Robert Shiller: "Economy Is At A Tipping Point... A 10-25% Slump In Home Prices Would Not Surprise Me At All"

Tyler Durden's picture

The latest soundbite that should certainly add a few extra points to the
S&P now that trading has reverted back to the bizarro zone is the
most recent warning from Robert "Case-Shiller" Shiller who said that
another 10-25% drop in real home prices would not surprise him at all...
or anyone else for that matter except for all those who saw the "official" housing bottom back in 2009.

From Reuters:

Recent housing and employment data suggests the economy is at a tipping point, while home prices could have much further to fall, veteran economist Robert Shiller said on Thursday.

"My gut feeling is we might see a continuation of the decline (in home prices)," Shiller said.

He added that a 10 to 25 percent slump in real home prices "wouldn't surprise me at all," though he cautioned that was not a forecast.

Speaking at the Standard & Poor's housing summit, Shiller said recent data showing U.S. home prices fell into a double dip in March could prove to be either a seasonal effect over the winter months or part of a downward trend.

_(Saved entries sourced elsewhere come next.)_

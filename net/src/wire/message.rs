//! Incremental message parsing and serialization over a [`ByteStream`].

use crate::crypto::checksum4;
use crate::error::{Error, FramingError, Result};
use crate::wire::bytestream::{ByteStream, Scope};
use crate::wire::catalog::MessageKind;
use crate::wire::header::{MessageHeader, HEADER_LEN};

const PAYLOAD_LENGTH_OFFSET: usize = 16;
const CHECKSUM_OFFSET: usize = 20;

#[derive(Debug, Clone, Copy, PartialEq, Eq)]
struct HeaderFields {
    magic: u32,
    command: [u8; 12],
    payload_length: u32,
    checksum: [u8; 4],
}

/// Outcome of feeding more bytes into [`Message::try_parse`].
#[derive(Debug)]
pub enum ParseOutcome {
    /// Not enough bytes yet; the caller should read more from the transport.
    NeedMoreBytes,
    /// A full, validated message is ready.
    Ready(Message),
}

/// A fully-parsed, validated wire message: kind plus raw payload bytes.
#[derive(Debug, Clone)]
pub struct Message {
    pub kind: MessageKind,
    pub header: MessageHeader,
    pub payload: Vec<u8>,
}

impl Message {
    /// Attempts to parse one message out of `stream`, consuming bytes from
    /// the read cursor only when a full message is available. On
    /// `NeedMoreBytes` the cursor is left at its original position so the
    /// caller can append more bytes and retry.
    pub fn try_parse(
        stream: &mut ByteStream,
        mode: &mut Option<HeaderFieldsHandle>,
        expected_magic: u32,
        wire_version: i32,
    ) -> Result<ParseOutcome> {
        let start = stream.tell_read();

        let header_fields = match mode.take() {
            Some(handle) => handle.0,
            None => {
                if stream.avail() < HEADER_LEN {
                    stream.seek_read(start)?;
                    return Ok(ParseOutcome::NeedMoreBytes);
                }
                let magic = stream.read_u32_le()?;
                let command = stream.read_array::<12>()?;
                let payload_length = stream.read_u32_le()?;
                let checksum = stream.read_array::<4>()?;
                HeaderFields { magic, command, payload_length, checksum }
            }
        };
        // Cursor now sits right after the header, whether it was just read
        // or restored from a cached handle; body-incomplete rewinds here,
        // never past it, or a resumed parse would re-read header bytes.
        let post_header = stream.tell_read();

        if stream.avail() < header_fields.payload_length as usize {
            *mode = Some(HeaderFieldsHandle(header_fields));
            stream.seek_read(post_header)?;
            return Ok(ParseOutcome::NeedMoreBytes);
        }

        let header = MessageHeader::validate(
            header_fields.magic,
            header_fields.command,
            header_fields.payload_length,
            header_fields.checksum,
            expected_magic,
            wire_version,
        )?;

        let payload = stream.read(header.payload_length as usize)?.to_vec();
        let actual_checksum = checksum4(&payload);
        if actual_checksum != header.checksum {
            return Err(Error::from(FramingError::InvalidChecksum));
        }

        validate_vectorized_payload(&header, &payload)?;

        Ok(ParseOutcome::Ready(Message { kind: header.kind, header, payload }))
    }

    /// Like [`Message::try_parse`], but requires `stream` to hold exactly one
    /// message and nothing past it. Used to self-verify a freshly-serialized
    /// buffer, where the streaming (possibly-pipelined) semantics of
    /// `try_parse` don't apply.
    fn validate_exact(stream: &mut ByteStream, expected_magic: u32, wire_version: i32) -> Result<Message> {
        let total = stream.size();
        let mut mode = None;
        match Message::try_parse(stream, &mut mode, expected_magic, wire_version)? {
            ParseOutcome::Ready(message) => {
                if stream.avail() != 0 {
                    return Err(Error::from(FramingError::MismatchingPayloadLength {
                        expected: total - stream.avail(),
                        actual: total,
                    }));
                }
                Ok(message)
            }
            ParseOutcome::NeedMoreBytes => Err(Error::from(FramingError::BodyIncomplete)),
        }
    }

    /// Serializes `kind`'s header followed by `payload` into a fresh
    /// [`ByteStream`], patching the payload-length and checksum fields after
    /// the payload is known, then re-validating the result end to end.
    pub fn push(kind: MessageKind, payload: &[u8], magic: u32, wire_version: i32) -> Result<ByteStream> {
        let mut stream = ByteStream::with_capacity(HEADER_LEN + payload.len(), wire_version, Scope::Network);

        stream.write_u32_le(magic);
        stream.write(&kind.command_bytes());
        stream.write_u32_le(0); // placeholder, patched below
        stream.write(&[0u8; 4]); // placeholder, patched below
        stream.write(payload);

        let payload_length = (payload.len() as u32).to_le_bytes();
        stream.patch(PAYLOAD_LENGTH_OFFSET, &payload_length);

        let checksum = checksum4(payload);
        stream.patch(CHECKSUM_OFFSET, &checksum);

        let mut verify = ByteStream::from_vec(stream.as_slice().to_vec(), wire_version, Scope::Network);
        Message::validate_exact(&mut verify, magic, wire_version)?;
        Ok(stream)
    }
}

/// Opaque handle around the parsed header fields while a body is still
/// being collected across reads; kept outside [`Message`] so a caller can
/// stash it between `try_parse` calls without exposing field layout.
#[derive(Debug, Clone, Copy, PartialEq, Eq)]
pub struct HeaderFieldsHandle(HeaderFields);

/// Validates the vectorized-payload invariants (spec.md §4.3): a compact-size
/// count prefix, non-empty, within the per-kind item cap, and a total size
/// matching `count * item_size` when the kind has a fixed item size.
fn validate_vectorized_payload(header: &MessageHeader, payload: &[u8]) -> Result<()> {
    let def = header.kind.definition();
    if !def.is_vectorized {
        return Ok(());
    }

    let mut cursor = ByteStream::from_vec(payload.to_vec(), 0, Scope::Network);
    let count = cursor.read_compact_size()?;

    if count == 0 {
        return Err(Error::from(FramingError::EmptyVector));
    }
    if let Some(max_items) = def.max_vector_items {
        if count > max_items {
            return Err(Error::from(FramingError::OversizedVector { actual: count, max: max_items }));
        }
    }

    if let Some(item_size) = def.vector_item_size {
        let expected_remaining = count as usize * item_size;
        if cursor.avail() != expected_remaining {
            return Err(Error::from(FramingError::MismatchesVectorSize));
        }
        let mut seen: Vec<&[u8]> = Vec::with_capacity(count as usize);
        for _ in 0..count {
            let item = cursor.read(item_size)?;
            if seen.contains(&item) {
                return Err(Error::from(FramingError::DuplicateVectorItems));
            }
            seen.push(item);
        }
    }

    Ok(())
}

#[cfg(test)]
mod tests {
    use super::*;
    use proptest::prelude::*;

    const MAGIC: u32 = 0xDAB5_BFFA;
    const WIRE_VERSION: i32 = 170_002;

    #[test]
    fn verack_round_trips_through_push_and_parse() {
        let stream = Message::push(MessageKind::Verack, &[], MAGIC, WIRE_VERSION).unwrap();
        let mut reparse = ByteStream::from_vec(stream.as_slice().to_vec(), WIRE_VERSION, Scope::Network);
        let mut mode = None;
        match Message::try_parse(&mut reparse, &mut mode, MAGIC, WIRE_VERSION).unwrap() {
            ParseOutcome::Ready(message) => assert_eq!(message.kind, MessageKind::Verack),
            ParseOutcome::NeedMoreBytes => panic!("expected a ready message"),
        }
    }

    #[test]
    fn pong_patches_payload_length_and_checksum_after_body() {
        let stream = Message::push(MessageKind::Pong, &42u64.to_le_bytes(), MAGIC, WIRE_VERSION).unwrap();
        let bytes = stream.as_slice();
        assert_eq!(&bytes[PAYLOAD_LENGTH_OFFSET..PAYLOAD_LENGTH_OFFSET + 4], &8u32.to_le_bytes());
        assert_eq!(&bytes[CHECKSUM_OFFSET..CHECKSUM_OFFSET + 4], &checksum4(&42u64.to_le_bytes()));
    }

    #[test]
    fn partial_header_requests_more_bytes() {
        let mut stream = ByteStream::new(WIRE_VERSION, Scope::Network);
        stream.write(&MAGIC.to_le_bytes());
        stream.write(&MessageKind::Verack.command_bytes());
        // payload_length/checksum not yet written
        let mut mode = None;
        match Message::try_parse(&mut stream, &mut mode, MAGIC, WIRE_VERSION).unwrap() {
            ParseOutcome::NeedMoreBytes => {}
            ParseOutcome::Ready(_) => panic!("expected NeedMoreBytes"),
        }
        assert_eq!(stream.tell_read(), 0);
    }

    #[test]
    fn partial_body_preserves_header_across_calls() {
        let full = Message::push(MessageKind::Pong, &7u64.to_le_bytes(), MAGIC, WIRE_VERSION).unwrap();
        let bytes = full.as_slice();

        let mut stream = ByteStream::new(WIRE_VERSION, Scope::Network);
        stream.write(&bytes[..HEADER_LEN + 4]);
        let mut mode = None;
        assert!(matches!(
            Message::try_parse(&mut stream, &mut mode, MAGIC, WIRE_VERSION).unwrap(),
            ParseOutcome::NeedMoreBytes
        ));
        assert!(mode.is_some());

        stream.write(&bytes[HEADER_LEN + 4..]);
        match Message::try_parse(&mut stream, &mut mode, MAGIC, WIRE_VERSION).unwrap() {
            ParseOutcome::Ready(message) => assert_eq!(message.payload, 7u64.to_le_bytes()),
            ParseOutcome::NeedMoreBytes => panic!("expected a ready message"),
        }
    }

    #[test]
    fn trailing_bytes_after_message_are_rejected_by_validate_exact() {
        let single = Message::push(MessageKind::Verack, &[], MAGIC, WIRE_VERSION).unwrap();
        let mut bytes = single.as_slice().to_vec();
        bytes.extend_from_slice(&[0xAB, 0xCD]);
        let mut stream = ByteStream::from_vec(bytes, WIRE_VERSION, Scope::Network);
        let err = Message::validate_exact(&mut stream, MAGIC, WIRE_VERSION).unwrap_err();
        assert!(matches!(err, Error::Framing(FramingError::MismatchingPayloadLength { .. })));
    }

    #[test]
    fn tampered_payload_fails_checksum() {
        let mut stream = Message::push(MessageKind::Pong, &1u64.to_le_bytes(), MAGIC, WIRE_VERSION).unwrap();
        let last = stream.size() - 1;
        let mut bytes = stream.as_slice().to_vec();
        bytes[last] ^= 0xFF;
        stream = ByteStream::from_vec(bytes, WIRE_VERSION, Scope::Network);
        let mut mode = None;
        let err = Message::try_parse(&mut stream, &mut mode, MAGIC, WIRE_VERSION).unwrap_err();
        assert_eq!(err.to_string(), Error::from(FramingError::InvalidChecksum).to_string());
    }

    #[test]
    fn inv_with_duplicate_items_is_rejected() {
        let mut payload = ByteStream::new(0, Scope::Network);
        payload.write_compact_size(2);
        let item = [0xABu8; 36];
        payload.write(&item);
        payload.write(&item);
        let err = Message::push(MessageKind::Inv, payload.as_slice(), MAGIC, WIRE_VERSION).unwrap_err();
        assert_eq!(err.to_string(), Error::from(FramingError::DuplicateVectorItems).to_string());
    }

    #[test]
    fn inv_with_mismatched_vector_size_is_rejected() {
        let mut payload = ByteStream::new(0, Scope::Network);
        payload.write_compact_size(2);
        payload.write(&[0xAB; 36]);
        let err = Message::push(MessageKind::Inv, payload.as_slice(), MAGIC, WIRE_VERSION).unwrap_err();
        assert_eq!(err.to_string(), Error::from(FramingError::MismatchesVectorSize).to_string());
    }

    proptest! {
        // spec.md §8: parse(serialize(m)) == m for every well-formed message,
        // byte-exact including the checksum the header carries.
        #[test]
        fn pong_push_parse_round_trips_for_any_nonce(nonce in any::<u64>()) {
            let stream = Message::push(MessageKind::Pong, &nonce.to_le_bytes(), MAGIC, WIRE_VERSION).unwrap();
            let mut reparse = ByteStream::from_vec(stream.as_slice().to_vec(), WIRE_VERSION, Scope::Network);
            let mut mode = None;
            match Message::try_parse(&mut reparse, &mut mode, MAGIC, WIRE_VERSION).unwrap() {
                ParseOutcome::Ready(message) => prop_assert_eq!(message.payload, nonce.to_le_bytes().to_vec()),
                ParseOutcome::NeedMoreBytes => prop_assert!(false, "expected a ready message"),
            }
        }

        // A message split across two reads at any boundary inside the body
        // must parse identically to one delivered whole.
        #[test]
        fn pong_parses_identically_regardless_of_split_point(nonce in any::<u64>(), split in 0usize..HEADER_LEN + 8) {
            let full = Message::push(MessageKind::Pong, &nonce.to_le_bytes(), MAGIC, WIRE_VERSION).unwrap();
            let bytes = full.as_slice();

            let mut stream = ByteStream::new(WIRE_VERSION, Scope::Network);
            stream.write(&bytes[..split]);
            let mut mode = None;
            if split < bytes.len() {
                prop_assert!(matches!(
                    Message::try_parse(&mut stream, &mut mode, MAGIC, WIRE_VERSION).unwrap(),
                    ParseOutcome::NeedMoreBytes
                ));
            }
            stream.write(&bytes[split..]);
            match Message::try_parse(&mut stream, &mut mode, MAGIC, WIRE_VERSION).unwrap() {
                ParseOutcome::Ready(message) => prop_assert_eq!(message.payload, nonce.to_le_bytes().to_vec()),
                ParseOutcome::NeedMoreBytes => prop_assert!(false, "expected a ready message"),
            }
        }
    }
}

Another uptick in the unemployment rate might also start to point to a double-dip recession, he said.

Shiller is the co-founder of the S&P/Case-Shiller home price index and is known for warning about bubbles in the stock market and housing market.

Can the Fed already announce it will buy up every single home in the US at cost already, and get it over with. This aggression against kicking the can down the road will not stand.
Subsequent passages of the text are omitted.